### What to do
Among the records below, find each line bearing the word "bold" and copy it.
════
//! Materials referenced by the subsets of a model

use std::io::Write;

use glam::{Vec3, Vec4};
#[cfg(feature = "serde")]
use serde::{Deserialize, Serialize};

use crate::error::Result;
use crate::reader::TokenReader;

/// Surface description of one subset
#[derive(Debug, Clone, PartialEq)]
#[cfg_attr(feature = "serde", derive(Serialize, Deserialize))]
pub struct M3dMaterial {
    /// Unique material name
    pub name: String,
    /// Diffuse albedo; the file stores RGB and alpha is always 1
    pub diffuse_albedo: Vec4,
    /// Fresnel reflectance at normal incidence
    pub fresnel_r0: Vec3,
    /// Surface roughness in `[0, 1]`
    pub roughness: f32,
    /// Whether the material uses alpha clipping
    pub alpha_clip: bool,
    /// Shader family the material was authored for (e.g. `Skinned`)
    pub material_type_name: String,
    /// Diffuse texture file name
    pub diffuse_map_name: String,
    /// Normal map file name
    pub normal_map_name: String,
}

impl Default for M3dMaterial {
    fn default() -> Self {
        Self {
            name: String::new(),
            diffuse_albedo: Vec4::ONE,
            fresnel_r0: Vec3::splat(0.01),
            roughness: 0.25,
            alpha_clip: false,
            material_type_name: "Skinned".to_string(),
            diffuse_map_name: String::new(),
            normal_map_name: String::new(),
        }
    }
}

impl M3dMaterial {
    pub(crate) fn read(reader: &mut TokenReader<'_>) -> Result<Self> {
        let name = reader.labeled("Name:")?;
        reader.expect("Diffuse:")?;
        let diffuse = reader.vec3("diffuse albedo")?;
        reader.expect("Fresnel0:")?;
        let fresnel_r0 = reader.vec3("fresnel")?;
        let roughness = reader.labeled("Roughness:")?;
        let alpha_clip: u8 = reader.labeled("AlphaClip:")?;
        if alpha_clip > 1 {
            return Err(reader.error(format!("AlphaClip must be 0 or 1, found {alpha_clip}")));
        }

        Ok(Self {
            name,
            diffuse_albedo: diffuse.extend(1.0),
            fresnel_r0,
            roughness,
            alpha_clip: alpha_clip == 1,
            material_type_name: reader.labeled("MaterialTypeName:")?,
            diffuse_map_name: reader.labeled("DiffuseMap:")?,
            normal_map_name: reader.labeled("NormalMap:")?,
        })
    }

    pub(crate) fn write<W: Write>(&self, writer: &mut W) -> Result<()> {
        let d = self.diffuse_albedo;
        let f = self.fresnel_r0;
        writeln!(writer, "Name: {}", self.name)?;
        writeln!(writer, "Diffuse: {} {} {}", d.x, d.y, d.z)?;
        writeln!(writer, "Fresnel0: {} {} {}", f.x, f.y, f.z)?;
        writeln!(writer, "Roughness: {}", self.roughness)?;
        writeln!(writer, "AlphaClip: {}", u8::from(self.alpha_clip))?;
        writeln!(writer, "MaterialTypeName: {}", self.material_type_name)?;
        writeln!(writer, "DiffuseMap: {}", self.diffuse_map_name)?;
        writeln!(writer, "NormalMap: {}", self.normal_map_name)?;
        writeln!(writer)?;
        Ok(())
    }

    /// Whether a normal map is referenced
    pub fn has_normal_map(&self) -> bool {
        !self.normal_map_name.is_empty()
    }
}

#[cfg(test)]
mod tests {
    use super::*;

    const SOLDIER_HEAD: &str = "Name: soldier_head
Diffuse: 1 1 1
Fresnel0: 0.05 0.05 0.05
Roughness: 0.5
AlphaClip: 0
MaterialTypeName: Skinned
DiffuseMap: head_diff.dds
NormalMap: head_norm.dds
";

    #[test]
    fn test_read_material() {
        let mut reader = TokenReader::new(SOLDIER_HEAD);
        let material = M3dMaterial::read(&mut reader).unwrap();
        assert_eq!(material.name, "soldier_head");
        assert_eq!(material.diffuse_albedo, Vec4::ONE);
        assert_eq!(material.fresnel_r0, Vec3::splat(0.05));
        assert_eq!(material.roughness, 0.5);
        assert!(!material.alpha_clip);
        assert_eq!(material.diffuse_map_name, "head_diff.dds");
        assert!(material.has_normal_map());
        assert!(reader.is_at_end());
    }

    #[test]
    fn test_alpha_clip_out_of_range() {
        let text = SOLDIER_HEAD.replace("AlphaClip: 0", "AlphaClip: 2");
        let mut reader = TokenReader::new(&text);
        assert!(M3dMaterial::read(&mut reader).is_err());
    }
}
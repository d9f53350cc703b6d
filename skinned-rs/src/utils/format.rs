//! Formatting utilities

use glam::{Mat4, Vec3};
use humansize::{DECIMAL, format_size};

/// Format file size in human-readable format
pub fn format_bytes(bytes: u64) -> String {
    format_size(bytes, DECIMAL)
}

/// Format a percentage
pub fn format_percentage(value: f64) -> String {
    format!("{value:.1}%")
}

/// Format a duration in seconds
pub fn format_seconds(seconds: f32) -> String {
    format!("{seconds:.3} s")
}

/// Format a vector as `(x, y, z)` with three decimals
pub fn format_vec3(v: Vec3) -> String {
    format!("({:.3}, {:.3}, {:.3})", v.x, v.y, v.z)
}

/// Format a matrix as four rows of its column-vector form
pub fn format_matrix(m: &Mat4) -> Vec<String> {
    (0..4)
        .map(|r| {
            let row = m.row(r);
            format!(
                "[{:>9.4} {:>9.4} {:>9.4} {:>9.4}]",
                row.x, row.y, row.z, row.w
            )
        })
        .collect()
}
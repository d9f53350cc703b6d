//! Parser, writer and skeletal animation evaluator for M3D skinned models.
//!
//! M3D is a whitespace-separated text format holding everything needed to
//! draw and animate a skinned character: materials, a subset table mapping
//! materials to triangle ranges, skinned vertices, a triangle list, the bone
//! offsets and hierarchy, and any number of keyframed animation clips.
//!
//! # Examples
//!
//! ```no_run
//! use std::sync::Arc;
//! use m3d::{M3dModel, SkinnedModelInstance};
//!
//! let model = M3dModel::load("Models/soldier.m3d")?;
//! model.validate()?;
//!
//! let parts = model.into_parts()?;
//! let mut soldier = SkinnedModelInstance::new(Arc::new(parts.skinned), "Take1")?;
//!
//! for _ in 0..60 {
//!     soldier.advance(1.0 / 60.0);
//! }
//! println!("{} bone matrices", soldier.final_transforms().len());
//! # Ok::<(), m3d::M3dError>(())
//! ```

#![forbid(unsafe_code)]
#![cfg_attr(docsrs, feature(doc_cfg))]

pub mod animation;
pub mod error;
pub mod header;
pub mod material;
pub mod model;
mod reader;
pub mod skeleton;
pub mod skinning;
pub mod static_mesh;
pub mod subset;
pub mod vertex;

pub use animation::{
    AnimationClip, BonePose, BoneTrack, ClipId, Keyframe, SkinnedData, SkinnedModelInstance,
};
pub use error::{M3dError, Result};
pub use header::M3dHeader;
pub use material::M3dMaterial;
pub use model::{M3dModel, ModelParts};
pub use skeleton::{Bone, Skeleton};
pub use static_mesh::{StaticMesh, StaticVertex};
pub use subset::Subset;
pub use vertex::{MAX_INFLUENCES, SkinnedVertex};

/// Library version
pub const VERSION: &str = env!("CARGO_PKG_VERSION");
//! Run the demo scene headlessly and report what a frame produces

use std::path::PathBuf;

use anyhow::{Context, Result};
use clap::Args;
use console::style;
use glam::Mat4;

use crate::app::{App, AppState};
use crate::camera::MovementKeys;
use crate::config::AppConfig;
use crate::scene::{RenderLayer, Scene};
use crate::timer::{GameTimer, TimerMode};
use crate::utils::{
    add_table_row, create_table, format_bytes, format_matrix, format_seconds, format_vec3,
};

#[derive(Args)]
pub struct SceneArgs {
    /// Path to the M3D file
    #[arg(env = "SKINNED_MODEL")]
    pub file: Option<PathBuf>,

    /// Plain position/normal mesh drawn as the skull
    #[arg(long)]
    pub skull: Option<PathBuf>,

    /// Clip the character plays
    #[arg(short, long, env = "SKINNED_CLIP")]
    pub clip: Option<String>,

    /// Number of frames to run
    #[arg(short, long)]
    pub frames: Option<u32>,

    /// Seconds per frame
    #[arg(long)]
    pub dt: Option<f32>,

    /// Movement keys held every frame, any of W, A, S, D
    #[arg(long, value_parser = parse_keys)]
    pub keys: Option<MovementKeys>,

    /// Measure frames with the wall clock instead of a fixed step
    #[arg(long)]
    pub real_time: bool,

    /// Also list textures, materials and every render item
    #[arg(short, long)]
    pub detailed: bool,
}

fn parse_keys(value: &str) -> std::result::Result<MovementKeys, String> {
    MovementKeys::parse(value).ok_or_else(|| format!("'{value}' is not a combination of W, A, S, D"))
}

/// Apply command-line overrides on top of the loaded configuration
fn resolve_config(args: &SceneArgs, config: &AppConfig) -> AppConfig {
    let mut config = config.clone();
    if let Some(file) = &args.file {
        config.model = file.clone();
    }
    if let Some(skull) = &args.skull {
        config.skull = Some(skull.clone());
    }
    if let Some(clip) = &args.clip {
        config.clip = clip.clone();
    }
    if let Some(frames) = args.frames {
        config.frames = frames;
    }
    if let Some(dt) = args.dt {
        config.time_step = dt;
    }
    config
}

pub fn execute(args: SceneArgs, config: &AppConfig) -> Result<()> {
    let config = resolve_config(&args, config);
    config.check().context("Invalid scene settings")?;

    let frames = config.frames;
    let mode = if args.real_time {
        TimerMode::RealTime
    } else {
        TimerMode::Fixed(config.time_step)
    };

    let mut state = AppState::load(config)?;
    if let Some(keys) = args.keys {
        state.keys = keys;
    }

    let mut app = App::new(state, GameTimer::new(mode));
    let mut loops = 0u32;
    let mut previous = 0.0f32;
    app.run(frames, |state, _| {
        let time = state.skinned.time_pos();
        if time < previous {
            loops += 1;
        }
        previous = time;
    })?;

    print_report(&app, loops, args.detailed);
    Ok(())
}

fn print_report(app: &App, loops: u32, detailed: bool) {
    let state = app.state();
    let scene = &state.scene;
    let timer = app.timer();

    println!("{}", style("Scene Summary").bold().cyan());
    println!("{}", style("=============").cyan());
    println!("{}: {}", style("Frames").bold(), timer.frame_count());
    println!("{}: {}", style("Elapsed").bold(), format_seconds(timer.total_time()));
    println!(
        "{}: '{}' at {} ({} loops)",
        style("Clip").bold(),
        state.skinned.clip_name(),
        format_seconds(state.skinned.time_pos()),
        loops
    );
    println!(
        "{}: {}",
        style("Camera").bold(),
        format_vec3(state.camera.position())
    );
    println!(
        "{}: {}",
        style("Constant data").bold(),
        format_bytes(state.frame.byte_size() as u64)
    );
    println!();

    println!("{}", style("Render layers:").bold());
    let mut layers = create_table(vec!["Layer", "Items", "Triangles"]);
    for layer in RenderLayer::ALL {
        let ids = scene.layer(layer);
        let triangles: usize = ids
            .iter()
            .map(|&id| scene.geometry(scene.render_item(id).geometry).triangle_count())
            .sum();
        add_table_row(
            &mut layers,
            vec![
                layer.name().to_string(),
                ids.len().to_string(),
                triangles.to_string(),
            ],
        );
    }
    layers.printstd();
    println!();

    println!("{}", style("Light:").bold());
    println!("  Direction: {}", format_vec3(state.shadow.light_direction));
    println!("  Position:  {}", format_vec3(state.shadow.light_position));
    println!(
        "  Depth:     {:.3} .. {:.3}",
        state.shadow.near_z, state.shadow.far_z
    );
    print_matrix("Shadow transform", &state.shadow.shadow_transform);

    if detailed {
        print_scene_tables(scene);
    }
}

fn print_matrix(label: &str, m: &Mat4) {
    println!("  {label}:");
    for row in format_matrix(m) {
        println!("    {row}");
    }
}

fn print_scene_tables(scene: &Scene) {
    println!();
    println!("{}", style("Textures:").bold());
    let mut textures = create_table(vec!["Slot", "Name", "File"]);
    for texture in scene.textures() {
        add_table_row(
            &mut textures,
            vec![
                texture.srv_index.to_string(),
                texture.name.clone(),
                texture.filename.display().to_string(),
            ],
        );
    }
    textures.printstd();

    println!();
    println!("{}", style("Materials:").bold());
    let slot = |s: Option<usize>| s.map_or_else(|| "-".to_string(), |s| s.to_string());
    let mut materials = create_table(vec!["CB", "Name", "Diffuse", "Normal", "Roughness"]);
    for material in scene.materials() {
        add_table_row(
            &mut materials,
            vec![
                material.cb_index.to_string(),
                material.name.clone(),
                slot(material.diffuse_srv),
                slot(material.normal_srv),
                format!("{:.2}", material.roughness),
            ],
        );
    }
    materials.printstd();

    println!();
    println!("{}", style("Render items:").bold());
    let mut items = create_table(vec!["CB", "Layer", "Geometry", "Material", "Position"]);
    for layer in RenderLayer::ALL {
        for &id in scene.layer(layer) {
            let item = scene.render_item(id);
            add_table_row(
                &mut items,
                vec![
                    item.obj_cb_index.to_string(),
                    layer.name().to_string(),
                    scene.geometry(item.geometry).name.clone(),
                    scene.material(item.material).name.clone(),
                    format_vec3(item.world.w_axis.truncate()),
                ],
            );
        }
    }
    items.printstd();
}
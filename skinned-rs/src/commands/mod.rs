//! Command implementations

pub mod model;
pub mod play;
pub mod scene;
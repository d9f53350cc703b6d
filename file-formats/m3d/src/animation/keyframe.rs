//! Keyframes and local bone poses

use std::io::Write;

use glam::{Mat4, Quat, Vec3};
#[cfg(feature = "serde")]
use serde::{Deserialize, Serialize};

use crate::error::{M3dError, Result};
use crate::reader::TokenReader;

/// Translation, rotation and scale of a bone relative to its parent
#[derive(Debug, Clone, Copy, PartialEq)]
#[cfg_attr(feature = "serde", derive(Serialize, Deserialize))]
pub struct BonePose {
    pub translation: Vec3,
    pub rotation: Quat,
    pub scale: Vec3,
}

impl BonePose {
    /// The rest pose: no translation, no rotation, unit scale
    pub const IDENTITY: Self = Self {
        translation: Vec3::ZERO,
        rotation: Quat::IDENTITY,
        scale: Vec3::ONE,
    };

    pub const fn new(translation: Vec3, rotation: Quat, scale: Vec3) -> Self {
        Self {
            translation,
            rotation,
            scale,
        }
    }

    /// Pose with only a translation
    pub const fn from_translation(translation: Vec3) -> Self {
        Self {
            translation,
            rotation: Quat::IDENTITY,
            scale: Vec3::ONE,
        }
    }

    /// Local transform: scale first, then rotate, then translate
    pub fn to_matrix(&self) -> Mat4 {
        Mat4::from_scale_rotation_translation(self.scale, self.rotation, self.translation)
    }

    /// Blend towards `other`: linear for translation and scale, spherical for
    /// rotation
    pub fn interpolate(&self, other: &Self, t: f32) -> Self {
        Self {
            translation: self.translation.lerp(other.translation, t),
            rotation: self.rotation.slerp(other.rotation, t),
            scale: self.scale.lerp(other.scale, t),
        }
    }
}

impl Default for BonePose {
    fn default() -> Self {
        Self::IDENTITY
    }
}

/// A timestamped pose sample
#[derive(Debug, Clone, Copy, PartialEq)]
#[cfg_attr(feature = "serde", derive(Serialize, Deserialize))]
pub struct Keyframe {
    /// Time in seconds
    pub time: f32,
    pub pose: BonePose,
}

impl Keyframe {
    pub const fn new(time: f32, pose: BonePose) -> Self {
        Self { time, pose }
    }

    /// Reads `Time: t Pos: x y z Scale: x y z Quat: x y z w`.
    ///
    /// The rotation is renormalised so that interpolation always works on
    /// unit quaternions.
    pub(crate) fn read(reader: &mut TokenReader<'_>) -> Result<Self> {
        let time: f32 = reader.labeled("Time:")?;
        if !time.is_finite() {
            return Err(reader.error(format!("keyframe time must be finite, found {time}")));
        }
        reader.expect("Pos:")?;
        let translation = reader.vec3("translation")?;
        reader.expect("Scale:")?;
        let scale = reader.vec3("scale")?;
        reader.expect("Quat:")?;
        let line = reader.line();
        let rotation = reader.quat("rotation")?;
        if rotation.length_squared() <= f32::EPSILON {
            return Err(M3dError::MalformedFormat {
                line,
                message: "keyframe rotation is a zero quaternion".to_string(),
            });
        }

        Ok(Self {
            time,
            pose: BonePose::new(translation, rotation.normalize(), scale),
        })
    }

    pub(crate) fn write<W: Write>(&self, writer: &mut W) -> Result<()> {
        let p = self.pose.translation;
        let s = self.pose.scale;
        let q = self.pose.rotation;
        writeln!(
            writer,
            "\t\tTime: {} Pos: {} {} {} Scale: {} {} {} Quat: {} {} {} {}",
            self.time, p.x, p.y, p.z, s.x, s.y, s.z, q.x, q.y, q.z, q.w
        )?;
        Ok(())
    }
}
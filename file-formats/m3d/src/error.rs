//! Error handling for M3D parsing and animation evaluation

use std::io;
use std::path::PathBuf;
use thiserror::Error;

/// Errors that can occur when loading M3D files or evaluating their animations
#[derive(Debug, Error)]
pub enum M3dError {
    /// An I/O error occurred
    #[error("I/O error: {0}")]
    Io(#[from] io::Error),

    /// The model file does not exist
    #[error("File not found: {}", .0.display())]
    FileNotFound(PathBuf),

    /// A section marker, label, count or value did not match the expected schema
    #[error("Malformed format at line {line}: {message}")]
    MalformedFormat {
        /// 1-based line number where the mismatch was detected
        line: usize,
        /// Description of what was expected
        message: String,
    },

    /// An animation clip was requested that the model does not contain
    #[error("Invalid clip name: '{0}'")]
    InvalidClipName(String),

    /// The data parsed but violates a structural invariant
    #[error("Validation error: {0}")]
    ValidationError(String),
}

/// Type alias for Results from M3D operations
pub type Result<T> = std::result::Result<T, M3dError>;

#[cfg(test)]
mod tests {
    use super::*;

    #[test]
    fn test_error_display() {
        let error = M3dError::MalformedFormat {
            line: 12,
            message: "expected 'Position:', found 'Normal:'".to_string(),
        };
        assert_eq!(
            format!("{}", error),
            "Malformed format at line 12: expected 'Position:', found 'Normal:'"
        );

        let error = M3dError::InvalidClipName("Run".to_string());
        assert_eq!(format!("{}", error), "Invalid clip name: 'Run'");

        let error = M3dError::FileNotFound(PathBuf::from("Models/soldier.m3d"));
        assert_eq!(format!("{}", error), "File not found: Models/soldier.m3d");
    }
}
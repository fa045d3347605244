// 配置管理模块

use anyhow::{Context, Result};
use serde::{Deserialize, Serialize};
use std::path::PathBuf;
use std::time::Duration;
use tokio::fs;

use crate::uploader::UploadOptions;

/// 默认上传分片大小（MB）
pub const DEFAULT_CHUNK_SIZE_MB: u64 = 4;

/// 允许的最大分片大小（MB）
pub const MAX_CHUNK_SIZE_MB: u64 = 64;

/// 应用配置
#[derive(Debug, Clone, Default, Serialize, Deserialize)]
pub struct AppConfig {
    /// 上传配置
    #[serde(default)]
    pub upload: UploadConfig,
    /// 持久化配置
    #[serde(default)]
    pub persistence: PersistenceConfig,
    /// 日志配置
    #[serde(default)]
    pub log: LogConfig,
}

/// 日志配置
#[derive(Debug, Clone, Serialize, Deserialize)]
pub struct LogConfig {
    /// 是否启用日志文件持久化
    #[serde(default = "default_log_enabled")]
    pub enabled: bool,
    /// 日志文件保存目录
    #[serde(default = "default_log_dir")]
    pub log_dir: PathBuf,
    /// 日志保留天数（默认 7 天）
    #[serde(default = "default_log_retention_days")]
    pub retention_days: u32,
    /// 日志级别（默认 info）
    #[serde(default = "default_log_level")]
    pub level: String,
    /// 单个日志文件最大大小（字节，默认 50MB）
    #[serde(default = "default_log_max_file_size")]
    pub max_file_size: u64,
}

fn default_log_enabled() -> bool {
    true
}

fn default_log_dir() -> PathBuf {
    PathBuf::from("logs")
}

fn default_log_retention_days() -> u32 {
    7
}

fn default_log_level() -> String {
    "info".to_string()
}

fn default_log_max_file_size() -> u64 {
    50 * 1024 * 1024
}

impl Default for LogConfig {
    fn default() -> Self {
        Self {
            enabled: default_log_enabled(),
            log_dir: default_log_dir(),
            retention_days: default_log_retention_days(),
            level: default_log_level(),
            max_file_size: default_log_max_file_size(),
        }
    }
}

/// 上传配置
///
/// 字段与上传命令的可选项一一对应，`to_options()` 转换为运行时参数
#[derive(Debug, Clone, Serialize, Deserialize)]
pub struct UploadConfig {
    /// 同时上传的文件数
    #[serde(default = "default_all_parallel")]
    pub all_parallel: usize,
    /// 单个文件同时上传的分片数
    #[serde(default = "default_parallel")]
    pub parallel: usize,
    /// 单个文件失败后的最大重试次数
    #[serde(default = "default_max_retry")]
    pub max_retry: u32,
    /// 禁用秒传
    #[serde(default)]
    pub no_rapid_upload: bool,
    /// 禁用分片上传（整个文件作为一个分片）
    #[serde(default)]
    pub no_split_file: bool,
    /// 输出单文件上传进度
    #[serde(default)]
    pub show_progress: bool,
    /// 覆盖同名文件（旧文件先移入回收站）
    #[serde(default)]
    pub is_overwrite: bool,
    /// 分片大小 (MB)
    #[serde(default = "default_chunk_size_mb")]
    pub chunk_size_mb: u64,
}

fn default_all_parallel() -> usize {
    1
}

fn default_parallel() -> usize {
    1
}

fn default_max_retry() -> u32 {
    3
}

fn default_chunk_size_mb() -> u64 {
    DEFAULT_CHUNK_SIZE_MB
}

impl Default for UploadConfig {
    fn default() -> Self {
        Self {
            all_parallel: default_all_parallel(),
            parallel: default_parallel(),
            max_retry: default_max_retry(),
            no_rapid_upload: false,
            no_split_file: false,
            show_progress: false,
            is_overwrite: false,
            chunk_size_mb: default_chunk_size_mb(),
        }
    }
}

impl UploadConfig {
    /// 校验配置取值
    pub fn validate(&self) -> Result<()> {
        if self.chunk_size_mb == 0 || self.chunk_size_mb > MAX_CHUNK_SIZE_MB {
            anyhow::bail!(
                "分片大小必须在 1-{}MB 之间，当前: {}MB",
                MAX_CHUNK_SIZE_MB,
                self.chunk_size_mb
            );
        }
        Ok(())
    }

    /// 转换为上传运行参数
    pub fn to_options(&self) -> UploadOptions {
        UploadOptions {
            all_parallel: self.all_parallel,
            parallel: self.parallel,
            max_retry: self.max_retry,
            no_rapid_upload: self.no_rapid_upload,
            no_split_file: self.no_split_file,
            show_progress: self.show_progress,
            is_overwrite: self.is_overwrite,
            chunk_size: self.chunk_size_mb * 1024 * 1024,
        }
        .normalized()
    }
}

/// 持久化配置
///
/// 断点续传记录保存在 SQLite 文件中，进程重启后可继续使用
#[derive(Debug, Clone, Serialize, Deserialize)]
pub struct PersistenceConfig {
    /// 上传记录数据库路径
    #[serde(default = "default_ledger_path")]
    pub ledger_path: PathBuf,
    /// 上传会话有效期（小时），过期记录不再用于续传
    #[serde(default = "default_session_ttl_hours")]
    pub session_ttl_hours: u64,
}

fn default_ledger_path() -> PathBuf {
    PathBuf::from("data/uploading.db")
}

fn default_session_ttl_hours() -> u64 {
    7 * 24
}

impl Default for PersistenceConfig {
    fn default() -> Self {
        Self {
            ledger_path: default_ledger_path(),
            session_ttl_hours: default_session_ttl_hours(),
        }
    }
}

impl PersistenceConfig {
    /// 会话有效期
    pub fn session_ttl(&self) -> Duration {
        Duration::from_secs(self.session_ttl_hours * 3600)
    }
}

impl AppConfig {
    /// 从文件加载配置
    pub async fn load_from_file(path: &str) -> Result<Self> {
        let content = fs::read_to_string(path)
            .await
            .context("Failed to read config file")?;

        let config: AppConfig = toml::from_str(&content).context("Failed to parse config file")?;

        config
            .upload
            .validate()
            .context("配置文件中的上传配置验证失败")?;

        Ok(config)
    }

    /// 保存配置到文件
    pub async fn save_to_file(&self, path: &str) -> Result<()> {
        self.upload.validate().context("保存配置失败")?;

        let content = toml::to_string_pretty(self).context("Failed to serialize config")?;

        if let Some(parent) = std::path::Path::new(path).parent() {
            if !parent.as_os_str().is_empty() {
                fs::create_dir_all(parent)
                    .await
                    .context("Failed to create config directory")?;
            }
        }

        fs::write(path, content)
            .await
            .context("Failed to write config file")?;

        tracing::info!("配置已保存: {}", path);

        Ok(())
    }

    /// 加载或使用默认配置
    pub async fn load_or_default(path: &str) -> Self {
        match Self::load_from_file(path).await {
            Ok(config) => {
                tracing::info!("配置文件加载成功: {}", path);
                config
            }
            Err(e) => {
                tracing::warn!("配置文件加载失败，使用默认配置: {:#}", e);
                Self::default()
            }
        }
    }
}

#[cfg(test)]
mod tests {
    use super::*;
    use tempfile::TempDir;

    #[test]
    fn test_default_config() {
        let config = AppConfig::default();
        assert_eq!(config.upload.all_parallel, 1);
        assert_eq!(config.upload.parallel, 1);
        assert_eq!(config.upload.max_retry, 3);
        assert!(!config.upload.no_rapid_upload);
        assert_eq!(config.persistence.session_ttl_hours, 168);
        assert_eq!(config.log.level, "info");
    }

    #[tokio::test]
    async fn test_save_and_load() {
        let dir = TempDir::new().unwrap();
        let path = dir.path().join("conf/app.toml");
        let path = path.to_str().unwrap();

        let mut config = AppConfig::default();
        config.upload.all_parallel = 4;
        config.upload.is_overwrite = true;
        config.save_to_file(path).await.unwrap();

        let loaded = AppConfig::load_from_file(path).await.unwrap();
        assert_eq!(loaded.upload.all_parallel, 4);
        assert!(loaded.upload.is_overwrite);
    }

    #[tokio::test]
    async fn test_partial_file_uses_defaults() {
        let dir = TempDir::new().unwrap();
        let path = dir.path().join("app.toml");
        std::fs::write(&path, "[upload]\nparallel = 3\n").unwrap();

        let loaded = AppConfig::load_from_file(path.to_str().unwrap())
            .await
            .unwrap();
        assert_eq!(loaded.upload.parallel, 3);
        assert_eq!(loaded.upload.max_retry, 3);
        assert_eq!(loaded.upload.chunk_size_mb, DEFAULT_CHUNK_SIZE_MB);
    }

    #[tokio::test]
    async fn test_load_or_default_on_missing_file() {
        let config = AppConfig::load_or_default("/nonexistent/app.toml").await;
        assert_eq!(config.upload.max_retry, 3);
    }

    #[test]
    fn test_validate_chunk_size() {
        let mut upload = UploadConfig::default();
        assert!(upload.validate().is_ok());

        upload.chunk_size_mb = 0;
        assert!(upload.validate().is_err());

        upload.chunk_size_mb = MAX_CHUNK_SIZE_MB + 1;
        assert!(upload.validate().is_err());
    }

    #[test]
    fn test_to_options_normalizes() {
        let upload = UploadConfig {
            all_parallel: 0,
            parallel: 0,
            ..Default::default()
        };
        let opts = upload.to_options();
        assert_eq!(opts.all_parallel, 1);
        assert_eq!(opts.parallel, 1);
        assert_eq!(opts.chunk_size, 4 * 1024 * 1024);
    }
}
════
### Answer space
    println!("{}", style("Scene Summary").bold().cyan());
    println!("{}: {}", style("Frames").bold(), timer.frame_count());
    println!("{}: {}", style("Elapsed").bold(), format_seconds(timer.total_time()));
        style("Clip").bold(),
        style("Camera").bold(),
        style("Constant data").bold(),
    println!("{}", style("Render layers:").bold());
    println!("{}", style("Light:").bold());
    println!("{}", style("Textures:").bold());
    println!("{}", style("Materials:").bold());
    println!("{}", style("Render items:").bold());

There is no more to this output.